//! Staged replace operations for destination resources
//!
//! A resource is first copied to a temporary sibling under the storage root
//! and only then moved onto its destination name, so readers of the
//! destination never observe a partially written file or directory.

use std::fs;
use std::io;
use std::path::Path;

use crate::common::fs::copy_dir_recursive;

/// Ensure a directory exists
pub fn ensure_dir(path: &Path) -> io::Result<()> {
    if !path.exists() {
        fs::create_dir_all(path)?;
    }
    Ok(())
}

/// Replace the destination file `storage_root/name` with a staged copy of
/// `source`
pub fn stage_file_replace(source: &Path, storage_root: &Path, name: &str) -> io::Result<()> {
    let staged = tempfile::Builder::new()
        .prefix(".staged-")
        .tempfile_in(storage_root)?;
    fs::copy(source, staged.path())?;

    let destination = storage_root.join(name);
    remove_existing(&destination)?;
    staged.persist(&destination).map_err(|e| e.error)?;

    Ok(())
}

/// Replace the destination directory `storage_root/name` with a staged
/// recursive copy of `source`. The old tree is removed only after the
/// staged copy has fully succeeded.
pub fn stage_dir_replace(source: &Path, storage_root: &Path, name: &str) -> io::Result<()> {
    if !source.is_dir() {
        return Err(io::Error::new(
            io::ErrorKind::NotFound,
            format!("source directory not found: {}", source.display()),
        ));
    }

    let staging = tempfile::Builder::new()
        .prefix(".staged-")
        .tempdir_in(storage_root)?;
    let staged_copy = staging.path().join(name);
    copy_dir_recursive(source, &staged_copy)?;

    let destination = storage_root.join(name);
    remove_existing(&destination)?;
    fs::rename(&staged_copy, &destination)?;

    Ok(())
}

/// Remove whatever currently occupies a destination path
fn remove_existing(path: &Path) -> io::Result<()> {
    if path.is_dir() {
        fs::remove_dir_all(path)?;
    } else if path.exists() {
        fs::remove_file(path)?;
    }
    Ok(())
}

#[cfg(test)]
mod tests {
    use super::*;
    use tempfile::TempDir;

    #[test]
    fn test_stage_file_replace_over_existing() {
        let temp = TempDir::new_in(crate::temp::temp_dir_base()).unwrap();
        let source = temp.path().join("new.json");
        fs::write(&source, "new").unwrap();
        let storage = temp.path().join("storage");
        fs::create_dir_all(&storage).unwrap();
        fs::write(storage.join("instructions"), "old").unwrap();

        stage_file_replace(&source, &storage, "instructions").unwrap();

        assert_eq!(
            fs::read_to_string(storage.join("instructions")).unwrap(),
            "new"
        );
    }

    #[test]
    fn test_stage_file_replace_over_directory_remnant() {
        let temp = TempDir::new_in(crate::temp::temp_dir_base()).unwrap();
        let source = temp.path().join("new.json");
        fs::write(&source, "new").unwrap();
        let storage = temp.path().join("storage");
        fs::create_dir_all(storage.join("instructions")).unwrap();

        stage_file_replace(&source, &storage, "instructions").unwrap();

        assert!(storage.join("instructions").is_file());
    }

    #[test]
    fn test_stage_dir_replace_missing_source() {
        let temp = TempDir::new_in(crate::temp::temp_dir_base()).unwrap();
        let storage = temp.path().join("storage");
        fs::create_dir_all(&storage).unwrap();

        let err = stage_dir_replace(&temp.path().join("gone"), &storage, "images").unwrap_err();
        assert_eq!(err.kind(), io::ErrorKind::NotFound);
    }

    #[test]
    fn test_stage_dir_replace_swaps_whole_tree() {
        let temp = TempDir::new_in(crate::temp::temp_dir_base()).unwrap();
        let source = temp.path().join("imgs");
        fs::create_dir_all(&source).unwrap();
        fs::write(source.join("0.png"), "img").unwrap();
        let storage = temp.path().join("storage");
        fs::create_dir_all(storage.join("images")).unwrap();
        fs::write(storage.join("images/5.jpg"), "stale").unwrap();

        stage_dir_replace(&source, &storage, "images").unwrap();

        assert!(storage.join("images/0.png").exists());
        assert!(!storage.join("images/5.jpg").exists());
    }
}
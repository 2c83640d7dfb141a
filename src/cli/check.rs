use clap::Parser;
use std::path::PathBuf;

/// Arguments for the check command
#[derive(Parser, Debug)]
#[command(after_help = "EXAMPLES:\n  \
                   Validate a descriptor on a mounted stick:\n    flashsync check /media/usb0/update.properties")]
pub struct CheckArgs {
    /// Path to the bundle descriptor (.properties) file
    pub descriptor: PathBuf,
}
//! Check command implementation
//!
//! Validates a single bundle descriptor without installing anything.

use console::Style;

use crate::bundle;
use crate::cli::CheckArgs;
use crate::error::Result;

/// Run check command
pub fn run(args: &CheckArgs) -> Result<()> {
    let bundle = bundle::validate(&args.descriptor)?;

    println!(
        "{} bundle for device {}",
        Style::new().green().bold().apply_to("Valid"),
        Style::new().bold().yellow().apply_to(&bundle.device)
    );
    println!(
        "  {} {}",
        Style::new().bold().apply_to("Descriptor:"),
        bundle.descriptor_path.display()
    );
    println!(
        "  {} {}",
        Style::new().bold().apply_to("Instructions:"),
        bundle.instructions_path.display()
    );
    println!(
        "  {} {}",
        Style::new().bold().apply_to("Images:"),
        bundle.images_path.display()
    );

    Ok(())
}
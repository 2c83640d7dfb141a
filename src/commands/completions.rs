//! Shell completions command

use clap::CommandFactory;

use crate::cli::CompletionsArgs;
use crate::error::Result;

/// Generate shell completions
pub fn run(args: &CompletionsArgs) -> Result<()> {
    let shell_name = args.shell.to_lowercase();
    let shell = match shell_name.as_str() {
        "bash" => clap_complete::Shell::Bash,
        "elvish" => clap_complete::Shell::Elvish,
        "fish" => clap_complete::Shell::Fish,
        "powershell" | "pwsh" => clap_complete::Shell::PowerShell,
        "zsh" => clap_complete::Shell::Zsh,
        _ => {
            eprintln!("Unknown shell: {}", args.shell);
            eprintln!("Supported shells: bash, elvish, fish, powershell, zsh");
            std::process::exit(1);
        }
    };

    let mut cmd = <crate::cli::Cli as CommandFactory>::command();
    clap_complete::generate(shell, &mut cmd, "flashsync", &mut std::io::stdout().lock());

    Ok(())
}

#### Exercise description
Only lines holding "powershell" are wanted; copy all of them from the listing.

#### Written response
        "powershell" | "pwsh" => clap_complete::Shell::PowerShell,
            eprintln!("Supported shells: bash, elvish, fish, powershell, zsh");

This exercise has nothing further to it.